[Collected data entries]
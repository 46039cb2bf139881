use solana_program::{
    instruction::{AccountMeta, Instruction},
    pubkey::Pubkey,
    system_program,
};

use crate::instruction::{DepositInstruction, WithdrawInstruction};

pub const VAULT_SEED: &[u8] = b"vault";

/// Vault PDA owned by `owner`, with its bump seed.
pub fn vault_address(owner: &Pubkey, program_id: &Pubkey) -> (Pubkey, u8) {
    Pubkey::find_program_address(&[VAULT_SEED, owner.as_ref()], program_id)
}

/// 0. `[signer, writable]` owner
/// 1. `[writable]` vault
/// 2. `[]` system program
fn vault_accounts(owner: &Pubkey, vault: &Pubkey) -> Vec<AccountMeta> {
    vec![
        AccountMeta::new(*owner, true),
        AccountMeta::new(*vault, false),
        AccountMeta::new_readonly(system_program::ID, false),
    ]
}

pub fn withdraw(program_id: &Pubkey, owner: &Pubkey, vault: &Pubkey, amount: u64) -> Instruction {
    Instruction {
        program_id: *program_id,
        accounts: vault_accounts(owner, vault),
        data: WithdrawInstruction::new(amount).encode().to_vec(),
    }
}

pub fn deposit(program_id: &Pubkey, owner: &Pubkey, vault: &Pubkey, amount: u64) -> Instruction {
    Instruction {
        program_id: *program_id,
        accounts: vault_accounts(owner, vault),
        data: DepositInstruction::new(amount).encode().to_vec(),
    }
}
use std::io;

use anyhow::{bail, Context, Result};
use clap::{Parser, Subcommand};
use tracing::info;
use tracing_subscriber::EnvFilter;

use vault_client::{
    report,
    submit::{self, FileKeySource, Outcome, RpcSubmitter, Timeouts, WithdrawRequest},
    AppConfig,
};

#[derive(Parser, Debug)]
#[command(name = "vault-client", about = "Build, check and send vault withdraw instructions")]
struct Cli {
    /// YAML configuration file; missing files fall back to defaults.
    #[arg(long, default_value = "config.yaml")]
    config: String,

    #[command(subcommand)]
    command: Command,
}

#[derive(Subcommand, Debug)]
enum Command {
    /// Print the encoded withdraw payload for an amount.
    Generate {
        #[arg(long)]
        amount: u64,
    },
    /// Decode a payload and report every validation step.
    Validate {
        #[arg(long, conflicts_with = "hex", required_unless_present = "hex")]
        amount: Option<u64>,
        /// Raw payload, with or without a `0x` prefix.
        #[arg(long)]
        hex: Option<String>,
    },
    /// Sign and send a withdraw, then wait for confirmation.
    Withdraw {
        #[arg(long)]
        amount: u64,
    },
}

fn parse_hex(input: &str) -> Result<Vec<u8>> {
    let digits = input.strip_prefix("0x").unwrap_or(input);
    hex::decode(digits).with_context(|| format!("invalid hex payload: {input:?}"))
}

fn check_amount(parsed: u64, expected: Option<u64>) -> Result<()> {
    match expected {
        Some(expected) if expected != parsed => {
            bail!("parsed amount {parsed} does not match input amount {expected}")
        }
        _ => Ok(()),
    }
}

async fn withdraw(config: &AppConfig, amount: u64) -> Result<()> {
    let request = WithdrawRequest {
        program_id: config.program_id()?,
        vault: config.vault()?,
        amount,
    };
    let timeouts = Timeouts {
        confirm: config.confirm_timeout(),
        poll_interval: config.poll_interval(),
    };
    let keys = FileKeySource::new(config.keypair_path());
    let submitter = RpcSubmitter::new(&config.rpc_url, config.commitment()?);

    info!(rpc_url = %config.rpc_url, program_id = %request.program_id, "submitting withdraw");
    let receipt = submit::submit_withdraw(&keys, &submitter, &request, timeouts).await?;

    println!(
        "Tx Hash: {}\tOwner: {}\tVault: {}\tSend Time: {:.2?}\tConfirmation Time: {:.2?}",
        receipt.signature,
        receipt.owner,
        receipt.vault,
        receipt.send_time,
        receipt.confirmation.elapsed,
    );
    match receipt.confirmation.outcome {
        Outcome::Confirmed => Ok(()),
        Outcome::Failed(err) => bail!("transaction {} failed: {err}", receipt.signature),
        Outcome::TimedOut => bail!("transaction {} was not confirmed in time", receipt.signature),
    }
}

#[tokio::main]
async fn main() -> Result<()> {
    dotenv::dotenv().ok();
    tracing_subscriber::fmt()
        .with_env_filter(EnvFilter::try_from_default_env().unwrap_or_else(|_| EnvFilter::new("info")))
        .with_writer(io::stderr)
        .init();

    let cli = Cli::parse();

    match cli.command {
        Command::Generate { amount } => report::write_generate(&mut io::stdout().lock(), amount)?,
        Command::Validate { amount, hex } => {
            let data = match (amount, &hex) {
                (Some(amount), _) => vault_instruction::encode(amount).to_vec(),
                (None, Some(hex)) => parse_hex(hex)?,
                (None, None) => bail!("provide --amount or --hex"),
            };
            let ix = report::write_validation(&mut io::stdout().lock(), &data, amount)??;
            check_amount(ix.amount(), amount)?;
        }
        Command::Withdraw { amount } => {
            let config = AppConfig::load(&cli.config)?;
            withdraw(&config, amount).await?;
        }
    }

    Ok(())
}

...

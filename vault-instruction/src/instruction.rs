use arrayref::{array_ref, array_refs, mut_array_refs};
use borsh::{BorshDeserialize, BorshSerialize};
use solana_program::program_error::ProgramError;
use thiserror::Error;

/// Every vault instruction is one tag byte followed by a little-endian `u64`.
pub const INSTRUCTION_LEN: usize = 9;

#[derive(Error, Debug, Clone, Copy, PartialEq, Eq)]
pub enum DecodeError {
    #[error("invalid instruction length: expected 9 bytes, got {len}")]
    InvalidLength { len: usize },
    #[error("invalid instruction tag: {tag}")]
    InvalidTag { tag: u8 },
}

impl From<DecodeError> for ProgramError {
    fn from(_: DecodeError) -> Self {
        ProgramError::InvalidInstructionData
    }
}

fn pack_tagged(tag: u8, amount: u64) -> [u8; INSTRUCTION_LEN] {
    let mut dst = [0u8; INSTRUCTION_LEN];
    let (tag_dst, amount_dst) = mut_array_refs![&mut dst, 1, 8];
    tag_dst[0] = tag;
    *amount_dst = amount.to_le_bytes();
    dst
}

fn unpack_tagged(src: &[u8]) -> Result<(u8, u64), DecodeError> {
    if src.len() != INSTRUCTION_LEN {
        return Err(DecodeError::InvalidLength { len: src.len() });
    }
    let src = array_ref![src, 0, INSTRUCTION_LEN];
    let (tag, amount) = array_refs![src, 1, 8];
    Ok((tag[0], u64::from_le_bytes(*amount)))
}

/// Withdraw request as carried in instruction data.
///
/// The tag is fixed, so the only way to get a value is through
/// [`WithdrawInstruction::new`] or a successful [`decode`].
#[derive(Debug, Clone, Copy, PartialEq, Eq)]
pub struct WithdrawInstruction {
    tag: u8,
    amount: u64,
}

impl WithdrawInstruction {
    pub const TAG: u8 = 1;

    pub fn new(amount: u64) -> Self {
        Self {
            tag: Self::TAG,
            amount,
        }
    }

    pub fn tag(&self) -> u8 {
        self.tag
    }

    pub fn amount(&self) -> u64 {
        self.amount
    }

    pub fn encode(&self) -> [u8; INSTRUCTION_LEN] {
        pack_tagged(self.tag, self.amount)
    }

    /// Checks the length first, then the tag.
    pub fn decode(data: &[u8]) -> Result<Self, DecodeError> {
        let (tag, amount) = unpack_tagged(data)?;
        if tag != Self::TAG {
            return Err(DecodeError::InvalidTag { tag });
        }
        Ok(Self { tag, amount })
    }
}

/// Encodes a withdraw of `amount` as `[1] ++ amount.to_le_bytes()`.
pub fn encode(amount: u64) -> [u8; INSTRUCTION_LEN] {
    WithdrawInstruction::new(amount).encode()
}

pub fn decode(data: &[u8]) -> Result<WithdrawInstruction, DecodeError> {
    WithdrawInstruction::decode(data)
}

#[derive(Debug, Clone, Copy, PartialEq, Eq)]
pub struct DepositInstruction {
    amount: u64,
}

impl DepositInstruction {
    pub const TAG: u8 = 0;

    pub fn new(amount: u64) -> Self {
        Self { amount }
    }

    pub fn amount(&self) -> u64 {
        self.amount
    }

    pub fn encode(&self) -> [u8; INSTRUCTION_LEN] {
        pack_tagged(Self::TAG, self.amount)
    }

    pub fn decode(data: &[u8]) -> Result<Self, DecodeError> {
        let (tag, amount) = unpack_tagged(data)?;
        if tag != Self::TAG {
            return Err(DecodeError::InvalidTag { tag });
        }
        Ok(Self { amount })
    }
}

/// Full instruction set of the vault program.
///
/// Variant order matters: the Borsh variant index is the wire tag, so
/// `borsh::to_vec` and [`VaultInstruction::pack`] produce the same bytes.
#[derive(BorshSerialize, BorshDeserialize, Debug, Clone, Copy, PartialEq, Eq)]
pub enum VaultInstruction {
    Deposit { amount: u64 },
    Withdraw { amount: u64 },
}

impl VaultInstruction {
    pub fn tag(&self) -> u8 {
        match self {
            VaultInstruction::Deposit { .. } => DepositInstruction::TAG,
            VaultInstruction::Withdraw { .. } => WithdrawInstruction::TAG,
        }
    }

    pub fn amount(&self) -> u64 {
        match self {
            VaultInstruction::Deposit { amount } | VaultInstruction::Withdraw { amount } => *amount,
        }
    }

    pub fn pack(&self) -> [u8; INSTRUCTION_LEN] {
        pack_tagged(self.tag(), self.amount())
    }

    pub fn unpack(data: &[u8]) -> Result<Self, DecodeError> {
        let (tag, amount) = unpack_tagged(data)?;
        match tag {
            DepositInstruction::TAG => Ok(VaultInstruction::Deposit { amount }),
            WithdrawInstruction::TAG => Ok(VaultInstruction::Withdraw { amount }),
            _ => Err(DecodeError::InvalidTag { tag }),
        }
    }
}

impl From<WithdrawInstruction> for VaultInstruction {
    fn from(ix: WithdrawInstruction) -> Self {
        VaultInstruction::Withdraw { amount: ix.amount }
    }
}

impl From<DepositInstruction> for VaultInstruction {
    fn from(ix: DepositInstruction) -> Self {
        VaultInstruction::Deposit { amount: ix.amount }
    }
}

- BRIEF:
How many of the lines in these entries hold "info"? Report only the count.

- OUTPUT:
3